1+1/2-2/3+1/4+1/5-2/6+1/7+1/8-2/9+1/10+1/11-2/12...
Thank's in advance.
Let $\displaystyle H_n$ be the $\displaystyle n$-th Harmonic number (the sum of the first $\displaystyle n$ terms of the Harmonic series). Consider partial sums of three terms of your series at a time. Show that $\displaystyle S_n = H_{3n}-H_n$ gives the correct partial sums for your series. So, your series is given by $\displaystyle \lim_{n \to \infty}S_n$.
Next, use common inequalities for the Harmonic numbers. For example, Young (1991) showed that $\displaystyle \dfrac{1}{2n+2} < H_n - \ln n - \gamma < \dfrac{1}{2n}$. So,
$\displaystyle \dfrac{1}{6n+2} < H_{3n} - \ln (3n) - \gamma < \dfrac{1}{6n}$ and $\displaystyle -\dfrac{1}{2n} < \gamma + \ln n - H_n < -\dfrac{1}{2n+2}$
Adding these inequalities together gives:
$\displaystyle \dfrac{1}{6n+2} - \dfrac{1}{2n} < H_{3n} + \gamma + \ln n - \ln (3n) - \gamma - H_n < \dfrac{1}{6n} - \dfrac{1}{2n+2}$
Simplifying gives:
$\displaystyle -\dfrac{2n+1}{2n(3n+1)} < S_n - \ln 3 < \dfrac{1-2n}{6n(n+1)}$
Finally, use the Squeeze Theorem to show that $\displaystyle \lim_{n \to \infty} (S_n - \ln 3) = 0$, so $\displaystyle \lim_{n \to \infty} S_n = \ln 3$
Btw, to show that $\displaystyle S_n = H_{3n} - H_n$, you can write your series as follows:
$\displaystyle \begin{align*}1+\frac{1}{2} -\frac{2}{3} +\cdots + \frac{1}{3n-2} + \frac{1}{3n-1} - \frac{2}{3n} & = \sum_{k= 1}^n \left(\dfrac{1}{3k-2} + \dfrac{1}{3k-1} -\dfrac{2}{3k}\right) \\ & = \sum_{k= 1}^n \left(\dfrac{1}{3k-2} + \dfrac{1}{3k-1} + \dfrac{1}{3k} -\dfrac{3}{3k}\right) \\ & = \sum_{k= 1}^n \left(\dfrac{1}{3k-2} + \dfrac{1}{3k-1} + \dfrac{1}{3k}\right) -\sum_{k=1}^n\dfrac{1}{k} \\ & = \sum_{k=1}^{3n}\dfrac{1}{k} - \sum_{k=1}^n \dfrac{1}{k} \\ & = H_{3n} - H_n\end{align*}$
I'm curious what course (if any) this would be learned in.
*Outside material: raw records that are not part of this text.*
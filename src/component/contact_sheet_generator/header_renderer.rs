use super::video_descriptor::VideoDescriptor;
use crate::tools::{PixelMode, TextPainter, format_timestamp};
use image::{DynamicImage, Rgba};

const TEXT_LEFT: i32 = 10;
const LINE_OFFSETS: [i32; 4] = [10, 30, 50, 70];

/// 標頭的四行文字：檔名、大小、解析度、長度
#[must_use]
pub fn header_lines(
    file_name: &str,
    file_size_mb: f64,
    resolution: (u32, u32),
    duration_seconds: u64,
) -> [String; 4] {
    [
        format!("File Name: {file_name}"),
        format!("File Size: {file_size_mb:.6} MB"),
        format!("Resolution: {}x{}", resolution.0, resolution.1),
        format!("Duration: {}", format_timestamp(duration_seconds)),
    ]
}

/// 繪製影片資訊標頭
///
/// 不檢查 `header_height` 是否容得下四行文字，由呼叫端負責。
#[must_use]
pub fn compose_header(
    video: &VideoDescriptor,
    width: u32,
    header_height: u32,
    pixel_mode: PixelMode,
    background: Rgba<u8>,
    text_colour: Rgba<u8>,
    painter: &dyn TextPainter,
) -> DynamicImage {
    let mut header = pixel_mode.filled(width, header_height, background);

    let lines = header_lines(
        &video.file_name(),
        video.file_size_mb(),
        video.resolution(),
        video.duration_seconds(),
    );

    for (line, y) in lines.iter().zip(LINE_OFFSETS) {
        painter.draw_text(&mut header, TEXT_LEFT, y, text_colour, line);
    }

    header
}
use crate::config::FontSpec;
use crate::error::{SheetError, SheetResult};
use ab_glyph::{Font, FontArc, GlyphId, PxScale, ScaleFont, point};
use image::{DynamicImage, GenericImage, GenericImageView, Rgba};
use log::debug;
use std::fs;
use std::path::Path;

/// 未指定字型檔時使用的內建字型（DejaVu Sans，授權見 `assets/fonts/DejaVuSans-LICENSE.txt`）
static BUNDLED_FONT: &[u8] = include_bytes!("../../assets/fonts/DejaVuSans.ttf");

/// 在畫布上繪製單行文字
///
/// `(x, y)` 為文字方塊的左上角。
pub trait TextPainter: Send + Sync {
    fn draw_text(&self, canvas: &mut DynamicImage, x: i32, y: i32, colour: Rgba<u8>, text: &str);
}

/// 以 TrueType/OpenType 字型繪製文字
#[derive(Debug, Clone)]
pub struct TrueTypePainter {
    font: FontArc,
    scale: PxScale,
    source: String,
}

impl TrueTypePainter {
    pub fn load(spec: &FontSpec) -> SheetResult<Self> {
        match &spec.file {
            Some(path) => Self::from_file(path, spec.size),
            None => Self::bundled(spec.size),
        }
    }

    pub fn from_file(path: &Path, size: f32) -> SheetResult<Self> {
        let data = fs::read(path)
            .map_err(|e| SheetError::FontUnavailable(format!("{}: {e}", path.display())))?;
        let font = FontArc::try_from_vec(data)
            .map_err(|e| SheetError::FontUnavailable(format!("{}: {e}", path.display())))?;

        debug!("載入字型 {} ({size}px)", path.display());

        Ok(Self {
            font,
            scale: PxScale::from(size),
            source: path.display().to_string(),
        })
    }

    pub fn bundled(size: f32) -> SheetResult<Self> {
        let font = FontArc::try_from_slice(BUNDLED_FONT)
            .map_err(|e| SheetError::FontUnavailable(format!("內建字型: {e}")))?;

        Ok(Self {
            font,
            scale: PxScale::from(size),
            source: "內建 DejaVu Sans".to_string(),
        })
    }

    /// 字型來源（檔案路徑或內建字型名稱）
    #[must_use]
    pub fn source(&self) -> &str {
        &self.source
    }
}

impl TextPainter for TrueTypePainter {
    fn draw_text(&self, canvas: &mut DynamicImage, x: i32, y: i32, colour: Rgba<u8>, text: &str) {
        let scaled = self.font.as_scaled(self.scale);
        let (width, height) = (canvas.width() as i32, canvas.height() as i32);

        let mut caret = point(x as f32, y as f32 + scaled.ascent());
        let mut previous: Option<GlyphId> = None;

        for ch in text.chars() {
            let glyph_id = scaled.glyph_id(ch);
            if let Some(previous) = previous {
                caret.x += scaled.kern(previous, glyph_id);
            }
            let glyph = glyph_id.with_scale_and_position(self.scale, caret);
            caret.x += scaled.h_advance(glyph_id);
            previous = Some(glyph_id);

            let Some(outlined) = self.font.outline_glyph(glyph) else {
                continue;
            };
            let bounds = outlined.px_bounds();

            outlined.draw(|gx, gy, coverage| {
                let px = bounds.min.x as i32 + gx as i32;
                let py = bounds.min.y as i32 + gy as i32;
                if px < 0 || py < 0 || px >= width || py >= height {
                    return;
                }
                let (px, py) = (px as u32, py as u32);
                let existing = canvas.get_pixel(px, py);
                canvas.put_pixel(px, py, blend(existing, colour, coverage));
            });
        }
    }
}

/// 依字形覆蓋率混合墨色與底色（含透明通道）
fn blend(base: Rgba<u8>, ink: Rgba<u8>, coverage: f32) -> Rgba<u8> {
    let coverage = coverage.clamp(0.0, 1.0);
    let mut out = base;
    for (channel, ink_channel) in out.0.iter_mut().zip(ink.0) {
        let mixed = f32::from(*channel) * (1.0 - coverage) + f32::from(ink_channel) * coverage;
        *channel = mixed.round().clamp(0.0, 255.0) as u8;
    }
    out
}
I've had a fair bit of math and never ran into a detailed analysis of the Harmonic series like this.
Is this something you just naturally come across post-grad in the course of solving other problems?
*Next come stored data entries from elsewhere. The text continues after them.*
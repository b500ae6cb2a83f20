use crate::config::load::SETTINGS_FILE;
use crate::config::types::{MAX_RECENT_PATHS, UserSettings};
use anyhow::{Context, Result};
use std::fs;
use std::path::Path;

pub fn save_settings(settings: &UserSettings) -> Result<()> {
    save_settings_to(settings, Path::new(SETTINGS_FILE))
}

pub fn save_settings_to(settings: &UserSettings, path: &Path) -> Result<()> {
    let content = serde_json::to_string_pretty(settings).context("Failed to serialize settings")?;

    fs::write(path, content)
        .with_context(|| format!("Failed to write settings to {}", path.display()))?;

    Ok(())
}

/// 將路徑放到最近使用清單的最前面，去重並限制數量
pub fn add_recent_path(settings: &mut UserSettings, path: &str) {
    settings.recent_paths.retain(|p| p != path);
    settings.recent_paths.insert(0, path.to_string());
    settings.recent_paths.truncate(MAX_RECENT_PATHS);
}
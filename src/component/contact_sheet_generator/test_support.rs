use crate::error::{SheetError, SheetResult};
use crate::tools::{FrameDecoder, PixelMode, TextPainter};
use image::{DynamicImage, Rgba};
use std::collections::HashSet;
use std::path::Path;
use std::sync::Mutex;

/// 不需要 ffmpeg 的畫面來源：每一幀為純色，紅色通道為時間點
pub(crate) struct SyntheticDecoder {
    resolution: (u32, u32),
    mode: PixelMode,
    duration: Option<u64>,
    failing: HashSet<u64>,
    calls: Mutex<Vec<u64>>,
}

impl SyntheticDecoder {
    pub(crate) fn new(width: u32, height: u32, duration: u64) -> Self {
        Self {
            resolution: (width, height),
            mode: PixelMode::Rgb8,
            duration: Some(duration),
            failing: HashSet::new(),
            calls: Mutex::new(Vec::new()),
        }
    }

    pub(crate) fn failing_at(mut self, timestamps: &[u64]) -> Self {
        self.failing.extend(timestamps);
        self
    }

    pub(crate) fn with_mode(mut self, mode: PixelMode) -> Self {
        self.mode = mode;
        self
    }

    pub(crate) fn without_duration(mut self) -> Self {
        self.duration = None;
        self
    }

    pub(crate) fn calls(&self) -> Vec<u64> {
        let mut calls = self.calls.lock().unwrap().clone();
        calls.sort_unstable();
        calls
    }
}

impl FrameDecoder for SyntheticDecoder {
    fn extract_frame(&self, path: &Path, timestamp: u64) -> SheetResult<DynamicImage> {
        self.calls.lock().unwrap().push(timestamp);

        let past_end = self.duration.is_some_and(|d| timestamp > d);
        if past_end || self.failing.contains(&timestamp) {
            return Err(SheetError::InvalidFrame {
                path: path.to_path_buf(),
                timestamp,
                reason: "synthetic failure".to_string(),
            });
        }

        let (width, height) = self.resolution;
        Ok(self
            .mode
            .filled(width, height, Rgba([(timestamp % 256) as u8, 0, 0, 255])))
    }

    fn probe_duration(&self, path: &Path) -> SheetResult<u64> {
        self.duration.ok_or_else(|| SheetError::UnparsableDuration {
            path: path.to_path_buf(),
        })
    }
}

/// 紀錄每次繪製的文字與位置
#[derive(Default)]
pub(crate) struct RecordingPainter {
    calls: Mutex<Vec<(i32, i32, String)>>,
}

impl RecordingPainter {
    pub(crate) fn calls(&self) -> Vec<(i32, i32, String)> {
        self.calls.lock().unwrap().clone()
    }
}

impl TextPainter for RecordingPainter {
    fn draw_text(&self, _canvas: &mut DynamicImage, x: i32, y: i32, _colour: Rgba<u8>, text: &str) {
        self.calls.lock().unwrap().push((x, y, text.to_string()));
    }
}

/// 建立指定大小的暫存影片檔（內容不重要，只用來取得檔案大小）
pub(crate) fn fake_video_file(dir: &Path, name: &str, size: usize) -> std::path::PathBuf {
    let path = dir.join(name);
    std::fs::write(&path, vec![0u8; size]).unwrap();
    path
}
Are you asking hedi or me? If you are asking me, then this comes about from examining Euler's constant, which is $\displaystyle \gamma = \lim_{n \to \infty} H_n - \ln n$. Young was showing how quickly the sequence $\displaystyle H_n - \ln n$ converges to $\displaystyle \gamma$.
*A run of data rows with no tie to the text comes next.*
use crate::error::{SheetError, SheetResult};
use crate::tools::time_format::format_timestamp;
use image::DynamicImage;
use log::debug;
use regex::Regex;
use std::ffi::OsString;
use std::io::Read;
use std::path::Path;
use std::process::{Child, Command, Stdio};
use std::sync::LazyLock;
use std::thread::{self, JoinHandle};
use std::time::{Duration, Instant};

/// 等待解碼器結束時的輪詢間隔
const POLL_INTERVAL: Duration = Duration::from_millis(20);

/// `Duration: 01:23:45.67,` 的第一個符合項目
static DURATION_PATTERN: LazyLock<Regex> = LazyLock::new(|| {
    Regex::new(r"Duration:\s(?P<hours>\d+):(?P<minutes>\d+):(?P<seconds>\d+)(?:\.\d+)?,")
        .expect("無效的 Duration 正規表示式")
});

/// 影片畫面來源
///
/// 每次呼叫彼此獨立、不修改共享狀態，因此可以在多執行緒中同時呼叫。
pub trait FrameDecoder: Send + Sync {
    /// 擷取 `timestamp` 秒處的單一畫面
    fn extract_frame(&self, path: &Path, timestamp: u64) -> SheetResult<DynamicImage>;

    /// 取得影片長度（秒，小數部分捨去）
    fn probe_duration(&self, path: &Path) -> SheetResult<u64>;
}

/// 以外部 ffmpeg 程序作為畫面來源
#[derive(Debug, Clone)]
pub struct Ffmpeg {
    program: String,
    timeout: Option<Duration>,
}

struct CapturedOutput {
    stdout: Vec<u8>,
    stderr: Vec<u8>,
    timed_out: bool,
}

impl Ffmpeg {
    /// `timeout` 為 `None` 時會一直等待解碼器結束
    #[must_use]
    pub fn new(program: impl Into<String>, timeout: Option<Duration>) -> Self {
        Self {
            program: program.into(),
            timeout,
        }
    }

    fn run(&self, command: &mut Command) -> SheetResult<CapturedOutput> {
        let mut child = command
            .stdin(Stdio::null())
            .stdout(Stdio::piped())
            .stderr(Stdio::piped())
            .spawn()
            .map_err(|source| SheetError::DecoderUnavailable {
                program: self.program.clone(),
                source,
            })?;

        // 兩條管線都要持續讀取，否則 ffmpeg 會在緩衝區滿時卡住
        let stdout_reader = drain(child.stdout.take());
        let stderr_reader = drain(child.stderr.take());

        let timed_out = wait_with_deadline(&mut child, self.timeout)?;

        Ok(CapturedOutput {
            stdout: stdout_reader.join().unwrap_or_default(),
            stderr: stderr_reader.join().unwrap_or_default(),
            timed_out,
        })
    }
}

impl Default for Ffmpeg {
    fn default() -> Self {
        Self::new("ffmpeg", None)
    }
}

impl FrameDecoder for Ffmpeg {
    fn extract_frame(&self, path: &Path, timestamp: u64) -> SheetResult<DynamicImage> {
        let args = frame_args(path, timestamp);
        debug!("{} {}", self.program, display_args(&args));

        let output = self.run(Command::new(&self.program).args(&args))?;

        if output.timed_out {
            return Err(SheetError::DecoderTimeout {
                path: path.to_path_buf(),
                timestamp,
                timeout: self.timeout.unwrap_or_default(),
            });
        }

        if output.stdout.is_empty() {
            return Err(SheetError::InvalidFrame {
                path: path.to_path_buf(),
                timestamp,
                reason: "解碼器沒有輸出任何畫面".to_string(),
            });
        }

        image::load_from_memory(&output.stdout).map_err(|e| SheetError::InvalidFrame {
            path: path.to_path_buf(),
            timestamp,
            reason: e.to_string(),
        })
    }

    fn probe_duration(&self, path: &Path) -> SheetResult<u64> {
        debug!("{} -hide_banner -i {}", self.program, path.display());

        let output = self.run(Command::new(&self.program).arg("-hide_banner").arg("-i").arg(path))?;

        if output.timed_out {
            return Err(SheetError::ProbeTimeout {
                path: path.to_path_buf(),
                timeout: self.timeout.unwrap_or_default(),
            });
        }

        // 未指定輸出時 ffmpeg 會以錯誤結束，但串流資訊仍印在 stderr
        let mut diagnostics = String::from_utf8_lossy(&output.stdout).into_owned();
        diagnostics.push_str(&String::from_utf8_lossy(&output.stderr));

        parse_duration(&diagnostics).ok_or_else(|| SheetError::UnparsableDuration {
            path: path.to_path_buf(),
        })
    }
}

/// 單幀擷取的 ffmpeg 參數：seek、輸入、單一 PNG 畫面輸出到 stdout
fn frame_args(path: &Path, timestamp: u64) -> Vec<OsString> {
    let mut args: Vec<OsString> = vec!["-ss".into(), format_timestamp(timestamp).into(), "-i".into()];
    args.push(path.as_os_str().to_owned());
    args.extend(
        ["-f", "image2", "-frames:v", "1", "-c:v", "png", "-loglevel", "8", "-"]
            .into_iter()
            .map(OsString::from),
    );
    args
}

fn display_args(args: &[OsString]) -> String {
    args.iter()
        .map(|arg| arg.to_string_lossy())
        .collect::<Vec<_>>()
        .join(" ")
}

/// 從 ffmpeg 診斷輸出解析影片長度（秒）
///
/// 取第一個 `Duration: HH:MM:SS.ff,`，秒數的小數部分直接捨去。
#[must_use]
pub fn parse_duration(diagnostics: &str) -> Option<u64> {
    let captures = DURATION_PATTERN.captures(diagnostics)?;
    let hours: u64 = captures["hours"].parse().ok()?;
    let minutes: u64 = captures["minutes"].parse().ok()?;
    let seconds: u64 = captures["seconds"].parse().ok()?;
    hours
        .checked_mul(3600)?
        .checked_add(minutes.checked_mul(60)?)?
        .checked_add(seconds)
}

fn drain<R: Read + Send + 'static>(pipe: Option<R>) -> JoinHandle<Vec<u8>> {
    thread::spawn(move || {
        let mut buffer = Vec::new();
        if let Some(mut pipe) = pipe {
            let _ = pipe.read_to_end(&mut buffer);
        }
        buffer
    })
}

/// 等待程序結束；超過期限則終止程序並回傳 `true`
fn wait_with_deadline(child: &mut Child, timeout: Option<Duration>) -> std::io::Result<bool> {
    let Some(timeout) = timeout else {
        child.wait()?;
        return Ok(false);
    };

    let deadline = Instant::now() + timeout;
    loop {
        if child.try_wait()?.is_some() {
            return Ok(false);
        }
        if Instant::now() >= deadline {
            // 程序可能剛好在此時結束，kill 失敗可忽略
            let _ = child.kill();
            child.wait()?;
            return Ok(true);
        }
        thread::sleep(POLL_INTERVAL);
    }
}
Actually, I just thought of a more direct way to show that the series converges to $\displaystyle \ln 3$. By definition, $\displaystyle \gamma := \lim_{n \to \infty} (H_n - \ln n)$, so
$\displaystyle \begin{align*}0 & = \gamma - \gamma \\ & = \lim_{n \to \infty} \left(H_{3n} - \ln (3n) \right) - \lim_{n \to \infty} \left( H_n - \ln n \right) \\ & = \lim_{n \to \infty} \left( H_{3n} - H_n - \ln 3 \right)\end{align*}$